# TASK TO CARRY OUT:
How many lines in the entries below include the string "anyhow"? Answer with the number only.

# SOURCE INFORMATION:
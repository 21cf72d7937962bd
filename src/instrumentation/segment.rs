// Copyright 2026 Layne Penney
// SPDX-License-Identifier: AGPL-3.0-or-later

//! Timing guard for one outbound operation.

use std::sync::Arc;
use std::time::{Duration, Instant};

use tracing::{info_span, warn, Span};

use crate::agent::Agent;
use crate::metrics::Statistics;
use crate::transaction::{RecordOutcome, Transaction, TransactionIdExt};

/// An outbound call or data-store command in flight.
///
/// The transaction is captured when the segment starts, so the completion
/// path does not need to be bound to the originating chain. A segment whose
/// transaction ends before it finishes is dropped.
pub struct Segment {
    agent: Agent,
    metric_name: String,
    transaction: Option<Arc<Transaction>>,
    start: Instant,
    span: Span,
}

impl Segment {
    pub(crate) fn start(agent: &Agent, metric_name: String, transaction: Option<Arc<Transaction>>) -> Self {
        let span = info_span!(
            "segment",
            metric = %metric_name,
            transaction_id = tracing::field::Empty,
            duration_ms = tracing::field::Empty,
            outcome = tracing::field::Empty,
        );
        if let Some(transaction) = &transaction {
            span.record_transaction_id(&transaction.id());
        }

        Self {
            agent: agent.clone(),
            metric_name,
            transaction,
            start: Instant::now(),
            span,
        }
    }

    pub fn metric_name(&self) -> &str {
        &self.metric_name
    }

    /// The transaction this segment is attributed to.
    pub fn transaction(&self) -> Option<&Arc<Transaction>> {
        self.transaction.as_ref()
    }

    pub fn span(&self) -> &Span {
        &self.span
    }

    pub fn elapsed(&self) -> Duration {
        self.start.elapsed()
    }

    /// Finish now, recording the elapsed time.
    pub fn finish(self) -> RecordOutcome {
        let elapsed = self.start.elapsed();
        self.finish_with(elapsed.as_secs_f64(), elapsed.as_secs_f64())
    }

    /// Finish with durations measured by the caller, in seconds.
    ///
    /// An invalid measurement is logged and dropped; it never reaches the
    /// caller as an error.
    pub fn finish_with(self, total: f64, exclusive: f64) -> RecordOutcome {
        let result = Statistics::validate(total, exclusive).and_then(|()| match &self.transaction {
            Some(transaction) => transaction.record(&self.metric_name, None, total, exclusive),
            None => self
                .agent
                .get_or_create_metric(&self.metric_name, None)
                .record(total, exclusive)
                .map(|()| RecordOutcome::Global),
        });

        let outcome = match result {
            Ok(outcome) => outcome,
            Err(err) => {
                warn!(parent: &self.span, metric = %self.metric_name, error = %err, "Dropping invalid measurement");
                RecordOutcome::Dropped
            }
        };

        self.span.record("duration_ms", total * 1000.0);
        self.span.record("outcome", format!("{:?}", outcome).as_str());
        outcome
    }
}

impl std::fmt::Debug for Segment {
    fn fmt(&self, f: &mut std::fmt::Formatter<'_>) -> std::fmt::Result {
        f.debug_struct("Segment")
            .field("metric_name", &self.metric_name)
            .field("transaction", &self.transaction.as_ref().map(|t| t.id()))
            .field("elapsed", &self.elapsed())
            .finish()
    }
}
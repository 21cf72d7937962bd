// Copyright 2026 Layne Penney
// SPDX-License-Identifier: AGPL-3.0-or-later

//! Configuration type definitions.
//!
//! Defines the structure of file and resolved configuration,
//! supporting JSON and YAML formats.

use std::path::PathBuf;
use std::str::FromStr;

use serde::{Deserialize, Serialize};
use tracing::Level;

use crate::agent::DEFAULT_APP_NAME;
use crate::error::ConfigError;
use crate::metrics::RenameRule;
use crate::telemetry::LoggingConfig;

/// Default seconds between harvests.
pub const DEFAULT_HARVEST_INTERVAL_SECS: u64 = 60;

/// Agent configuration as written in a file. Every field is optional.
#[derive(Debug, Clone, Default, Serialize, Deserialize)]
#[serde(rename_all = "camelCase")]
pub struct FileConfig {
    /// Application name reported with every harvest
    #[serde(skip_serializing_if = "Option::is_none")]
    pub app_name: Option<String>,

    /// Logging settings
    #[serde(skip_serializing_if = "Option::is_none")]
    pub logging: Option<LoggingFileConfig>,

    /// Seconds between harvests
    #[serde(skip_serializing_if = "Option::is_none")]
    pub harvest_interval_secs: Option<u64>,

    /// Inline rename rules, `[[{name, scope?}, id], ...]`
    #[serde(skip_serializing_if = "Option::is_none")]
    pub rename_rules: Option<Vec<RenameRule>>,

    /// File holding rename rules in the same format
    #[serde(skip_serializing_if = "Option::is_none")]
    pub rename_rules_path: Option<PathBuf>,
}

/// Logging section of a config file.
#[derive(Debug, Clone, Default, Serialize, Deserialize)]
#[serde(rename_all = "camelCase")]
pub struct LoggingFileConfig {
    #[serde(skip_serializing_if = "Option::is_none")]
    pub level: Option<String>,

    #[serde(skip_serializing_if = "Option::is_none")]
    pub filter: Option<String>,

    #[serde(skip_serializing_if = "Option::is_none")]
    pub ansi: Option<bool>,

    #[serde(skip_serializing_if = "Option::is_none")]
    pub compact: Option<bool>,
}

/// Resolved logging settings.
#[derive(Debug, Clone, PartialEq, Eq, Serialize)]
#[serde(rename_all = "camelCase")]
pub struct LogSettings {
    pub level: String,
    pub filter: Option<String>,
    pub ansi: bool,
    pub compact: bool,
}

impl Default for LogSettings {
    fn default() -> Self {
        Self {
            level: "info".to_string(),
            filter: None,
            ansi: true,
            compact: true,
        }
    }
}

/// Fully resolved agent configuration.
#[derive(Debug, Clone, PartialEq, Serialize)]
#[serde(rename_all = "camelCase")]
pub struct AgentConfig {
    pub app_name: String,
    pub logging: LogSettings,
    pub harvest_interval_secs: u64,
    pub rename_rules: Vec<RenameRule>,
    pub rename_rules_path: Option<PathBuf>,
}

impl Default for AgentConfig {
    fn default() -> Self {
        Self {
            app_name: DEFAULT_APP_NAME.to_string(),
            logging: LogSettings::default(),
            harvest_interval_secs: DEFAULT_HARVEST_INTERVAL_SECS,
            rename_rules: Vec::new(),
            rename_rules_path: None,
        }
    }
}

impl AgentConfig {
    /// Check values that deserialize fine but cannot be used.
    pub fn validate(&self) -> Result<(), ConfigError> {
        if self.app_name.trim().is_empty() {
            return Err(ConfigError::invalid_value("appName", "must not be empty"));
        }
        if self.harvest_interval_secs == 0 {
            return Err(ConfigError::invalid_value(
                "harvestIntervalSecs",
                "must be greater than zero",
            ));
        }
        self.log_level()?;
        Ok(())
    }

    /// Parsed log level.
    pub fn log_level(&self) -> Result<Level, ConfigError> {
        Level::from_str(&self.logging.level).map_err(|_| {
            ConfigError::invalid_value(
                "logging.level",
                format!("unknown level '{}'", self.logging.level),
            )
        })
    }

    /// Harvest interval as a duration.
    pub fn harvest_interval(&self) -> std::time::Duration {
        std::time::Duration::from_secs(self.harvest_interval_secs)
    }

    /// Subscriber settings derived from this configuration.
    pub fn logging_config(&self) -> Result<LoggingConfig, ConfigError> {
        let mut config = LoggingConfig::default()
            .with_level(self.log_level()?)
            .with_ansi(self.logging.ansi)
            .with_compact(self.logging.compact);
        if let Some(filter) = &self.logging.filter {
            config = config.with_filter(filter.clone());
        }
        Ok(config)
    }
}
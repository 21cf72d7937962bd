// Copyright 2026 Layne Penney
// SPDX-License-Identifier: AGPL-3.0-or-later

//! Logging subscriber setup.

use std::io;
use tracing::Level;
use tracing_subscriber::{
    fmt::{self, format::FmtSpan},
    layer::SubscriberExt,
    util::SubscriberInitExt,
    EnvFilter,
};

/// Settings for the process-wide log subscriber.
#[derive(Debug, Clone, PartialEq, Eq)]
pub struct LoggingConfig {
    /// Level used when neither `filter` nor `RUST_LOG` is set.
    pub level: Level,

    /// Filter directive, e.g. `appmon=debug,hyper=warn`.
    pub filter: Option<String>,

    /// Emit segment span close events.
    pub span_events: bool,

    pub include_target: bool,
    pub include_file_line: bool,
    pub ansi: bool,
    pub compact: bool,
}

impl Default for LoggingConfig {
    fn default() -> Self {
        Self {
            level: Level::INFO,
            filter: None,
            span_events: false,
            include_target: true,
            include_file_line: false,
            ansi: true,
            compact: true,
        }
    }
}

impl LoggingConfig {
    /// Verbose output with segment timings.
    pub fn development() -> Self {
        Self {
            level: Level::DEBUG,
            span_events: true,
            include_file_line: true,
            compact: false,
            ..Self::default()
        }
    }

    /// Warnings only, no colors.
    pub fn production() -> Self {
        Self {
            level: Level::WARN,
            include_target: false,
            ansi: false,
            ..Self::default()
        }
    }

    /// Everything the agent logs, nothing from dependencies.
    pub fn testing() -> Self {
        Self {
            level: Level::TRACE,
            filter: Some("appmon=trace".to_string()),
            span_events: true,
            include_file_line: true,
            ansi: false,
            compact: false,
            ..Self::default()
        }
    }

    pub fn with_level(mut self, level: Level) -> Self {
        self.level = level;
        self
    }

    pub fn with_filter(mut self, filter: impl Into<String>) -> Self {
        self.filter = Some(filter.into());
        self
    }

    pub fn with_ansi(mut self, ansi: bool) -> Self {
        self.ansi = ansi;
        self
    }

    pub fn with_compact(mut self, compact: bool) -> Self {
        self.compact = compact;
        self
    }

    /// Build the filter. An explicit directive wins over `RUST_LOG`; an
    /// unparseable directive falls back to the configured level.
    pub fn env_filter(&self) -> EnvFilter {
        let fallback = || EnvFilter::new(self.level.as_str());
        match &self.filter {
            Some(directive) => EnvFilter::try_new(directive).unwrap_or_else(|_| fallback()),
            None => EnvFilter::try_from_default_env().unwrap_or_else(|_| fallback()),
        }
    }
}

/// Returned by [`init_logging`]; keep it alive for the life of the process.
#[must_use = "dropping the guard early ends logging setup scope"]
#[derive(Debug)]
pub struct LoggingGuard {
    _private: (),
}

/// Install the global subscriber.
///
/// Fails if a subscriber is already installed.
///
/// ```rust,ignore
/// let config = appmon::config::load_config(&cwd, Overrides::from_env())?;
/// let _guard = appmon::telemetry::init_logging(&config.logging_config()?)?;
/// ```
pub fn init_logging(config: &LoggingConfig) -> io::Result<LoggingGuard> {
    let span_events = if config.span_events {
        FmtSpan::CLOSE
    } else {
        FmtSpan::NONE
    };

    let fmt_layer = fmt::layer()
        .with_ansi(config.ansi)
        .with_target(config.include_target)
        .with_file(config.include_file_line)
        .with_line_number(config.include_file_line)
        .with_span_events(span_events);

    let registry = tracing_subscriber::registry().with(config.env_filter());
    let result = if config.compact {
        registry.with(fmt_layer.compact()).try_init()
    } else {
        registry.with(fmt_layer).try_init()
    };
    result.map_err(|e| io::Error::new(io::ErrorKind::Other, e.to_string()))?;

    Ok(LoggingGuard { _private: () })
}
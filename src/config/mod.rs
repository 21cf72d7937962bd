// Copyright 2026 Layne Penney
// SPDX-License-Identifier: AGPL-3.0-or-later

//! Configuration module for the agent.
//!
//! Handles loading, merging, and validation of configuration from multiple sources:
//! - Global config: ~/.appmon/config.json
//! - Workspace config: appmon.json, appmon.yaml, appmon.yml, or .appmon/config.json
//! - Overrides: command-line arguments and `APPMON_*` environment variables
//!
//! Configuration is merged with precedence (overrides > workspace > global > defaults).

mod loader;
mod merger;
mod types;

pub use loader::{
    find_config_file, find_global_config_file, get_global_config_path, load_config_file,
    load_global_config, load_rename_rules, load_workspace_config, CONFIG_FILES, GLOBAL_CONFIG_DIR,
    GLOBAL_CONFIG_FILE,
};
pub use merger::{merge_config, Overrides};
pub use types::{
    AgentConfig, FileConfig, LogSettings, LoggingFileConfig, DEFAULT_HARVEST_INTERVAL_SECS,
};

use crate::error::ConfigError;
use std::path::Path;

/// Load, merge and validate all configuration sources for `dir`.
///
/// Rules from `renameRulesPath` (relative paths resolve against the config
/// file that names them) are appended after the inline rules, so they win on
/// duplicate keys.
pub fn load_config(dir: &Path, overrides: Overrides) -> Result<AgentConfig, ConfigError> {
    load_config_from(find_global_config_file().as_deref(), dir, overrides)
}

/// [`load_config`] with an explicit global config file instead of
/// `~/.appmon/config.json`.
pub fn load_config_from(
    global: Option<&Path>,
    dir: &Path,
    overrides: Overrides,
) -> Result<AgentConfig, ConfigError> {
    let global = global.map(load_config_file).transpose()?;
    let workspace = load_workspace_config(dir)?;
    let mut config = merge_config(global, workspace, overrides);

    if let Some(path) = &config.rename_rules_path {
        let rules = load_rename_rules(path)?;
        config.rename_rules.extend(rules);
    }

    config.validate()?;
    Ok(config)
}
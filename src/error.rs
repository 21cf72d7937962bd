// Copyright 2026 Layne Penney
// SPDX-License-Identifier: AGPL-3.0-or-later

//! Error types for the appmon telemetry core.
//!
//! This module provides strongly-typed errors for different parts of the agent,
//! using `thiserror` for ergonomic error definitions and `anyhow` for error propagation.

use thiserror::Error;

/// Errors that can occur while recording a measurement.
#[derive(Error, Debug, Clone, PartialEq)]
pub enum MetricError {
    #[error("Invalid measurement for {field}: {value}")]
    InvalidMeasurement { field: &'static str, value: f64 },
}

impl MetricError {
    /// Create an invalid measurement error.
    pub fn invalid(field: &'static str, value: f64) -> Self {
        Self::InvalidMeasurement { field, value }
    }
}

/// Errors that can occur during configuration loading.
#[derive(Error, Debug)]
pub enum ConfigError {
    #[error("Config file not found: {0}")]
    NotFound(String),

    #[error("Invalid value for {field}: {message}")]
    InvalidValue { field: String, message: String },

    #[error("IO error reading config: {0}")]
    IoError(String),

    #[error("YAML parsing error: {0}")]
    YamlError(String),

    #[error("JSON parsing error: {0}")]
    JsonError(String),
}

impl ConfigError {
    /// Create an invalid value error.
    pub fn invalid_value(field: impl Into<String>, message: impl Into<String>) -> Self {
        Self::InvalidValue {
            field: field.into(),
            message: message.into(),
        }
    }
}

impl From<std::io::Error> for ConfigError {
    fn from(err: std::io::Error) -> Self {
        match err.kind() {
            std::io::ErrorKind::NotFound => Self::NotFound(err.to_string()),
            _ => Self::IoError(err.to_string()),
        }
    }
}

impl From<serde_json::Error> for ConfigError {
    fn from(err: serde_json::Error) -> Self {
        Self::JsonError(err.to_string())
    }
}

impl From<serde_yaml::Error> for ConfigError {
    fn from(err: serde_yaml::Error) -> Self {
        Self::YamlError(err.to_string())
    }
}

/// Errors that can occur while handing harvested metrics to a sink.
#[derive(Error, Debug)]
pub enum HarvestError {
    #[error("Metric sink failed: {0}")]
    SinkFailed(String),

    #[error("Metric sink rejected payload: {0}")]
    Rejected(String),
}

impl HarvestError {
    /// Check if the harvested data should be kept for the next cycle.
    ///
    /// A rejected payload would be rejected again, so it is discarded.
    pub fn is_retryable(&self) -> bool {
        matches!(self, Self::SinkFailed(_))
    }
}

/// Result type alias using anyhow for flexible error handling.
pub type Result<T> = anyhow::Result<T>;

# EXPECTED ANSWER:
3